SAN ANTONIO — Samantha Houghton is one of 20 civilian investigators with the San Antonio Police Department's Missing Person Unit.
"It's very high-paced," she said.
With the unit for just over a year, Houghton said every day looks different. But the mission remains the same.
"Our entire mission is to locate missing individuals, so, you know, under overall. Yes, we want every case that we can to be cleared," she said.
Under the sworn command of SAPD, the investigators work around the clock in three shifts digging through details to find missing people from children to the elderly.
"We go off of any information that we can; any leads that we can," she said. "It could be a location, a phone number, things like that."
Most of their caseload are runaways who frequently get reported missing multiple times. But, a runaway case is not a slam dunk closure.
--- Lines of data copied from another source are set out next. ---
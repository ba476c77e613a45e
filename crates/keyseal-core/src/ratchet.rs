//! Periodic whole-key rotation.
//!
//! Rotation bounds the damage of a key compromise: after the configured
//! interval (or request volume), the session's symmetric keys are
//! re-derived from the retained key pairs under a fresh random HKDF salt.
//! The replay watermark and request counter deliberately survive rotation
//! so replay protection and volume tracking are continuous across key
//! generations.

use keyseal_crypto::{PublicKey, derive_session_keys};
use rand_core::{OsRng, RngCore};
use uuid::Uuid;
use zeroize::Zeroize;

use crate::{
    clock::unix_millis_now,
    config::ProtocolConfig,
    error::ProtocolError,
    session::Session,
    store::SessionStore,
};

/// Whether a session's keys are due for rotation at `now_ms`.
///
/// True when the rotation interval has elapsed since the last rotation,
/// or when the request count has reached the configured volume threshold
/// (if any).
#[must_use]
pub fn needs_rotation(session: &Session, config: &ProtocolConfig, now_ms: u64) -> bool {
    if now_ms.saturating_sub(session.last_rotated_at_ms) >= config.rotation_interval_ms {
        return true;
    }

    config
        .rotation_volume_threshold
        .is_some_and(|threshold| session.request_count >= threshold)
}

/// Rotate a session's keys in place.
///
/// Re-runs the ECDH + HKDF derivation over the session's existing client
/// public key and server private key - no new handshake round-trip - with
/// a fresh random 32-byte salt, then persists the updated session.
/// `last_seq` and `request_count` are untouched.
///
/// A store write failure propagates; the session must never silently stay
/// on old keys without the caller knowing.
///
/// # Errors
///
/// - [`ProtocolError::SessionNotFound`] if the session is absent/expired
/// - [`ProtocolError::Store`] if persisting the rotated session fails
pub fn rotate_session_keys<S: SessionStore>(
    store: &S,
    session_id: &Uuid,
) -> Result<(), ProtocolError> {
    let Some(mut session) = store.get(session_id)? else {
        return Err(ProtocolError::SessionNotFound);
    };

    let mut salt = [0u8; 32];
    OsRng.fill_bytes(&mut salt);

    let keys = derive_session_keys(
        &session.server_private_key,
        &PublicKey::from_bytes(session.client_public_key),
        Some(&salt),
    );
    salt.zeroize();

    session.encryption_key = keys.encryption_key;
    session.mac_key = keys.mac_key;
    session.last_rotated_at_ms = unix_millis_now();

    store.put(&session)?;

    tracing::info!(session_id = %session.session_id, "session keys rotated");

    Ok(())
}

#[cfg(test)]
mod tests {
    use super::*;
    use crate::{session::test_session, store::MemorySessionStore};

    #[test]
    fn rotation_due_after_interval_elapses() {
        let config = ProtocolConfig { rotation_interval_ms: 1_000, ..Default::default() };
        let mut session = test_session();
        session.last_rotated_at_ms = 10_000;

        assert!(!needs_rotation(&session, &config, 10_500));
        assert!(needs_rotation(&session, &config, 11_000));
        assert!(needs_rotation(&session, &config, 20_000));
    }

    #[test]
    fn rotation_due_at_volume_threshold() {
        let config = ProtocolConfig {
            rotation_interval_ms: u64::MAX,
            rotation_volume_threshold: Some(100),
            ..Default::default()
        };
        let mut session = test_session();
        session.last_rotated_at_ms = 0;

        session.request_count = 99;
        assert!(!needs_rotation(&session, &config, 1));

        session.request_count = 100;
        assert!(needs_rotation(&session, &config, 1));
    }

    #[test]
    fn no_volume_threshold_means_time_only() {
        let config =
            ProtocolConfig { rotation_interval_ms: u64::MAX, ..Default::default() };
        let mut session = test_session();
        session.request_count = u64::MAX - 1;

        assert!(!needs_rotation(&session, &config, u64::MAX - 1));
    }

    #[test]
    fn clock_regression_does_not_trigger_rotation() {
        let config = ProtocolConfig { rotation_interval_ms: 1_000, ..Default::default() };
        let mut session = test_session();
        session.last_rotated_at_ms = 10_000;

        // now before last_rotated_at: saturating arithmetic, no rotation.
        assert!(!needs_rotation(&session, &config, 9_000));
    }

    #[test]
    fn rotation_replaces_keys_and_preserves_counters() {
        let store = MemorySessionStore::new(60_000);
        let mut session = test_session();
        session.request_count = 41;
        session.last_seq = 17;
        store.put(&session).unwrap();

        let old_encryption_key = session.encryption_key;
        let old_mac_key = session.mac_key;

        rotate_session_keys(&store, &session.session_id).unwrap();

        let rotated = store.get(&session.session_id).unwrap().unwrap();
        assert_ne!(rotated.encryption_key, old_encryption_key);
        assert_ne!(rotated.mac_key, old_mac_key);
        assert_eq!(rotated.request_count, 41);
        assert_eq!(rotated.last_seq, 17);
        assert!(rotated.last_rotated_at_ms >= session.last_rotated_at_ms);
    }

    #[test]
    fn consecutive_rotations_produce_distinct_keys() {
        // Same key pairs both times; only the fresh salt differs.
        let store = MemorySessionStore::new(60_000);
        let session = test_session();
        store.put(&session).unwrap();

        rotate_session_keys(&store, &session.session_id).unwrap();
        let first = store.get(&session.session_id).unwrap().unwrap().encryption_key;

        rotate_session_keys(&store, &session.session_id).unwrap();
        let second = store.get(&session.session_id).unwrap().unwrap().encryption_key;

        assert_ne!(first, second);
    }

    #[test]
    fn rotating_unknown_session_fails() {
        let store = MemorySessionStore::new(60_000);
        let result = rotate_session_keys(&store, &Uuid::new_v4());
        assert_eq!(result, Err(ProtocolError::SessionNotFound));
    }
}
"When you're dealing with runaway cases, it's not necessarily easier. It really just kind of depends on how much information you're getting from the beginning," Houghton said.
Those runaways can evolve into human trafficking, sex crimes, or worse. In those cases, other specialized divisions within SAPD take over the investigation.
The missing person unit got 495 calls for the unfound in January and February. Houghton said some of that number is habitual behavior. They cleared 479 of those cases, leaving 16 unsolved.
The department admits the numbers feel like an uptick in missing person cases from previous years. But they could not explain why more people are missing in San Antonio.
"Everyone's case is going to be so different," Houghton said. "I can't really speak for the people that are being reported or their families and why they're reporting them."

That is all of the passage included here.